> _How to complete this task_
Scan the listing beneath this sentence. Report each line with the word "HashMap".

> _Data for this task_
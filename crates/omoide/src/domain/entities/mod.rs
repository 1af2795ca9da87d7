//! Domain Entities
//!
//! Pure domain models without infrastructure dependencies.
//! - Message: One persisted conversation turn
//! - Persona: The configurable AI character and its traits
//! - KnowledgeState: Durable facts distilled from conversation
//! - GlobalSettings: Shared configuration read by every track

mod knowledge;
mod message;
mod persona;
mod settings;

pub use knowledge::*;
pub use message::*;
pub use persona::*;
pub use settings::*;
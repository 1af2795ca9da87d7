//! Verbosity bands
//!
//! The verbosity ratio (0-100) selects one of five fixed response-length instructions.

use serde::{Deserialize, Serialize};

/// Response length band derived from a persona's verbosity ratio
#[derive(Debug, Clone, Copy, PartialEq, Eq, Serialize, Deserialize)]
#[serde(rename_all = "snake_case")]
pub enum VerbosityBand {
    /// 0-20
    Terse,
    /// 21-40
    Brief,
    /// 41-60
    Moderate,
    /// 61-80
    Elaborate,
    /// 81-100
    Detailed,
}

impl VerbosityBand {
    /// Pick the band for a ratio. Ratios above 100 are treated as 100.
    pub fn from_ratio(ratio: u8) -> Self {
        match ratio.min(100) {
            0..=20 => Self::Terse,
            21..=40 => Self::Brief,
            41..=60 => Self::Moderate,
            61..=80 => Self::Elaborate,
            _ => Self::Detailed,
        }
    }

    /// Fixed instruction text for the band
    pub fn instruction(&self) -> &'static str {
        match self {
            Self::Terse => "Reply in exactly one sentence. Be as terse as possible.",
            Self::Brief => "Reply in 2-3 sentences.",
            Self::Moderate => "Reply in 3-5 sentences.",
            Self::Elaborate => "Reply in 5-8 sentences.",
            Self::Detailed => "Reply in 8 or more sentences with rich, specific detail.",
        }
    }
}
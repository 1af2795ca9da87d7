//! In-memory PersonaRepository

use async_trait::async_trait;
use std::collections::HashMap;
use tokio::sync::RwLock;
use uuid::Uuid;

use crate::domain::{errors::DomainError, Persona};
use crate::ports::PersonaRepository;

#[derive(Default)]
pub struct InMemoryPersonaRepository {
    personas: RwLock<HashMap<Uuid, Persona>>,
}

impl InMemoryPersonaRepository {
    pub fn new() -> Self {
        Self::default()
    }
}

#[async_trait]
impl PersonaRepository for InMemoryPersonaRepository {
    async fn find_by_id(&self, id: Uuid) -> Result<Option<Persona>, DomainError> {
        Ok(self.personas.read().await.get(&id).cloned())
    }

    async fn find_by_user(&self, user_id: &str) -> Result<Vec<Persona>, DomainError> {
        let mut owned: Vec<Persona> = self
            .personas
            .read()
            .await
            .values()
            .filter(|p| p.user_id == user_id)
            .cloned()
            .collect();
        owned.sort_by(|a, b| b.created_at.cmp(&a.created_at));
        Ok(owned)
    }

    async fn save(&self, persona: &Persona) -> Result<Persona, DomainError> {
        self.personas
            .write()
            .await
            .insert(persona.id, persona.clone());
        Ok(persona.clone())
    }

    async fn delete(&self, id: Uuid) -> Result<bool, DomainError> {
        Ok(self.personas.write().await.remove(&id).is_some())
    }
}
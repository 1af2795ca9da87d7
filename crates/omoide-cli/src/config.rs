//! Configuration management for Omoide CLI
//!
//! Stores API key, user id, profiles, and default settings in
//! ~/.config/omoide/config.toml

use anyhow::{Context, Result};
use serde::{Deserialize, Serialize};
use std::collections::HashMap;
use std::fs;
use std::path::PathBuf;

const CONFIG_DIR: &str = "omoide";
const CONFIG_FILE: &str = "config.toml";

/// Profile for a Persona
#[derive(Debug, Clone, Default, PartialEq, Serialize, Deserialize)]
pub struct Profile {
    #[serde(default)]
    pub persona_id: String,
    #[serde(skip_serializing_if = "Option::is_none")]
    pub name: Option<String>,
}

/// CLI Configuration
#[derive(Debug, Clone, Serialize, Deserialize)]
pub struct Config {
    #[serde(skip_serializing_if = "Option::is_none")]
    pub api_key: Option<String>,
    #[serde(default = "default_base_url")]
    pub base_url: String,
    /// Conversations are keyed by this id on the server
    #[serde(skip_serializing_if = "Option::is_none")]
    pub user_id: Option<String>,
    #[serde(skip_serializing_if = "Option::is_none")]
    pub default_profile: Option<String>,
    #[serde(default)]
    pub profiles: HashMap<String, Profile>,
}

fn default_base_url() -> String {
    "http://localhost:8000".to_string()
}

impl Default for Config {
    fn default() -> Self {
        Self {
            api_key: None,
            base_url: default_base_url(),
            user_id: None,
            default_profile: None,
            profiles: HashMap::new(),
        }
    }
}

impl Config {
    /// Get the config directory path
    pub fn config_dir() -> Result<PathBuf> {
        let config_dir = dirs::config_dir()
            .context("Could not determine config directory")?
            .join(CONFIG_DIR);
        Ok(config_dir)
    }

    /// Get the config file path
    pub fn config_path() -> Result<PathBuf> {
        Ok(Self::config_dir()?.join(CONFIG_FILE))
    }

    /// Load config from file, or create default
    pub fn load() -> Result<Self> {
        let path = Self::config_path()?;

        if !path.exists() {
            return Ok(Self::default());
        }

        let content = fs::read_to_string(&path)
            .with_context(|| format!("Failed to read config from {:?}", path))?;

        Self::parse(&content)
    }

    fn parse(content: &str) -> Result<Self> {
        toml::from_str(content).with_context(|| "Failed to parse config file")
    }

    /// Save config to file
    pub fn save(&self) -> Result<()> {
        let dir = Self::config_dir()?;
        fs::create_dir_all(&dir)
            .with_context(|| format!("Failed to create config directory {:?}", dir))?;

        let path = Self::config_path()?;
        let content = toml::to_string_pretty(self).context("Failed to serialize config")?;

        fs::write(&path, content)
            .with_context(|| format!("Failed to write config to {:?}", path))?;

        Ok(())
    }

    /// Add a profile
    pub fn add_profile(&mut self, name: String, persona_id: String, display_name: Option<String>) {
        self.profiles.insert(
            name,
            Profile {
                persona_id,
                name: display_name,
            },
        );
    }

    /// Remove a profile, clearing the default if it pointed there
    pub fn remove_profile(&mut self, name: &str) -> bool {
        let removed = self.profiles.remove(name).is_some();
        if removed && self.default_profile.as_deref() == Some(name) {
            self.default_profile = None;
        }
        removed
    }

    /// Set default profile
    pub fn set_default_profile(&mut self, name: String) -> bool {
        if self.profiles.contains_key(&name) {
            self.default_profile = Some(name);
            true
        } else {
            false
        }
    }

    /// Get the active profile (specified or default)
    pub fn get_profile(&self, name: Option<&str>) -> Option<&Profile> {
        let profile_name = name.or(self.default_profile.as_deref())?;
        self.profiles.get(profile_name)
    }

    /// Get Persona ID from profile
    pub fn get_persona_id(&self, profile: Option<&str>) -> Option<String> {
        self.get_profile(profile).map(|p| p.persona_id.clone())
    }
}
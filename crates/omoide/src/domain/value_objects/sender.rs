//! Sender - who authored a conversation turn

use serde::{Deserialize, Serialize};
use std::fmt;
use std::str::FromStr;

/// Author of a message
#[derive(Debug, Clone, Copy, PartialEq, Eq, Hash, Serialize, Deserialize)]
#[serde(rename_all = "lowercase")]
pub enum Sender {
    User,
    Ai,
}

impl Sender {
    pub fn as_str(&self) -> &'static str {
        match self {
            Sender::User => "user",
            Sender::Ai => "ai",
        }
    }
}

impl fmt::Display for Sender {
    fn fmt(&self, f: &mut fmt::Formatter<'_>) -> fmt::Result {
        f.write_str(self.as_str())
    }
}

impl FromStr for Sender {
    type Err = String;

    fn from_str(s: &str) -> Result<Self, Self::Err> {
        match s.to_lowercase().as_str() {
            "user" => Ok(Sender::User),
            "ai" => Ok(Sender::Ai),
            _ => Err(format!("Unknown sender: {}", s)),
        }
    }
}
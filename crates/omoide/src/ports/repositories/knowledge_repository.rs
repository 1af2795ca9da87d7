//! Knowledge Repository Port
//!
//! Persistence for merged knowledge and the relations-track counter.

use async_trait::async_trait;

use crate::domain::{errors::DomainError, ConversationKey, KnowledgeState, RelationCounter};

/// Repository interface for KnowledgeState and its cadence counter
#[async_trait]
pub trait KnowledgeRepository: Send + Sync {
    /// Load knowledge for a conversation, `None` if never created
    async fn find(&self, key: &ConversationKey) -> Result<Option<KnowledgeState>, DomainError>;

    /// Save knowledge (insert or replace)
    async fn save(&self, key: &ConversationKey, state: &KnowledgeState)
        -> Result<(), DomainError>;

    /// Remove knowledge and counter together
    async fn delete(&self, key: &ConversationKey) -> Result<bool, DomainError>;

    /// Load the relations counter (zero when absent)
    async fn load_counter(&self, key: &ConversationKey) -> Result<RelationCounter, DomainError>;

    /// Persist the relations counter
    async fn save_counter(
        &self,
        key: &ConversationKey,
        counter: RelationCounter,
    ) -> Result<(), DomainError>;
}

> _Your solution_
use std::collections::HashMap;
    personas: RwLock<HashMap<Uuid, Persona>>,
use std::collections::HashMap;
    pub profiles: HashMap<String, Profile>,
            profiles: HashMap::new(),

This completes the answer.